__Data for review__
┄┄┄┄┄┄
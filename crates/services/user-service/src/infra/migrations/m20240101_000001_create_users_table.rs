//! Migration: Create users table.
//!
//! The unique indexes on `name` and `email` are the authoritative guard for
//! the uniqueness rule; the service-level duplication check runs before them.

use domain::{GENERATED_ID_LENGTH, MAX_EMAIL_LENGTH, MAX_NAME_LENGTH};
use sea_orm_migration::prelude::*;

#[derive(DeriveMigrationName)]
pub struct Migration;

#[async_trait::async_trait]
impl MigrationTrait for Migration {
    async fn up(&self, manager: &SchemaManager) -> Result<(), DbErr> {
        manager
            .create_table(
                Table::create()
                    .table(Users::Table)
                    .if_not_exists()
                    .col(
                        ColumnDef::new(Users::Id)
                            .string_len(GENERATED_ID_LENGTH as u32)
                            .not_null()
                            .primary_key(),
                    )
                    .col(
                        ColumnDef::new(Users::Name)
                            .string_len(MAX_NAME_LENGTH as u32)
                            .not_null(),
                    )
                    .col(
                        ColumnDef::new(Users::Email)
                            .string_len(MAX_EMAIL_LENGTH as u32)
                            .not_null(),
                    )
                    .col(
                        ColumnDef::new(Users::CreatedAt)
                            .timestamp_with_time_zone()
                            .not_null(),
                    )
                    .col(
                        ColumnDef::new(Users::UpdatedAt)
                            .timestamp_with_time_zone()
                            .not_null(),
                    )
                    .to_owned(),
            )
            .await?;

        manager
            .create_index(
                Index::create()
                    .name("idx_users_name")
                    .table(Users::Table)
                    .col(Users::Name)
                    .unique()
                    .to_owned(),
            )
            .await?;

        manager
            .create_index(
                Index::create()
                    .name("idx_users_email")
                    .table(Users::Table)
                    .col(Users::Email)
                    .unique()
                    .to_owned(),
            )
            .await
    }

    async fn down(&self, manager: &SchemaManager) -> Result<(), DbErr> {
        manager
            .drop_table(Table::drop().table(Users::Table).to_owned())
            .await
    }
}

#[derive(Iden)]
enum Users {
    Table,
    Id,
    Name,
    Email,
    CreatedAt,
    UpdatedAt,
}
┄┄┄┄┄┄
__Instructions to follow__
Nothing in the records should be altered when they are written out again.

__Response to the exercise__
filename crates/services/user-service/src/infra/migrations/m20240101_000001_create_users_table.rs
//! Migration: Create users table.
//!
//! The unique indexes on `name` and `email` are the authoritative guard for
//! the uniqueness rule; the service-level duplication check runs before them.

use domain::{GENERATED_ID_LENGTH, MAX_EMAIL_LENGTH, MAX_NAME_LENGTH};
use sea_orm_migration::prelude::*;

#[derive(DeriveMigrationName)]
pub struct Migration;

#[async_trait::async_trait]
impl MigrationTrait for Migration {
    async fn up(&self, manager: &SchemaManager) -> Result<(), DbErr> {
        manager
            .create_table(
                Table::create()
                    .table(Users::Table)
                    .if_not_exists()
                    .col(
                        ColumnDef::new(Users::Id)
                            .string_len(GENERATED_ID_LENGTH as u32)
                            .not_null()
                            .primary_key(),
                    )
                    .col(
                        ColumnDef::new(Users::Name)
                            .string_len(MAX_NAME_LENGTH as u32)
                            .not_null(),
                    )
                    .col(
                        ColumnDef::new(Users::Email)
                            .string_len(MAX_EMAIL_LENGTH as u32)
                            .not_null(),
                    )
                    .col(
                        ColumnDef::new(Users::CreatedAt)
                            .timestamp_with_time_zone()
                            .not_null(),
                    )
                    .col(
                        ColumnDef::new(Users::UpdatedAt)
                            .timestamp_with_time_zone()
                            .not_null(),
                    )
                    .to_owned(),
            )
            .await?;

        manager
            .create_index(
                Index::create()
                    .name("idx_users_name")
                    .table(Users::Table)
                    .col(Users::Name)
                    .unique()
                    .to_owned(),
            )
            .await?;

        manager
            .create_index(
                Index::create()
                    .name("idx_users_email")
                    .table(Users::Table)
                    .col(Users::Email)
                    .unique()
                    .to_owned(),
            )
            .await
    }

    async fn down(&self, manager: &SchemaManager) -> Result<(), DbErr> {
        manager
            .drop_table(Table::drop().table(Users::Table).to_owned())
            .await
    }
}

#[derive(Iden)]
enum Users {
    Table,
    Id,
    Name,
    Email,
    CreatedAt,
    UpdatedAt,
}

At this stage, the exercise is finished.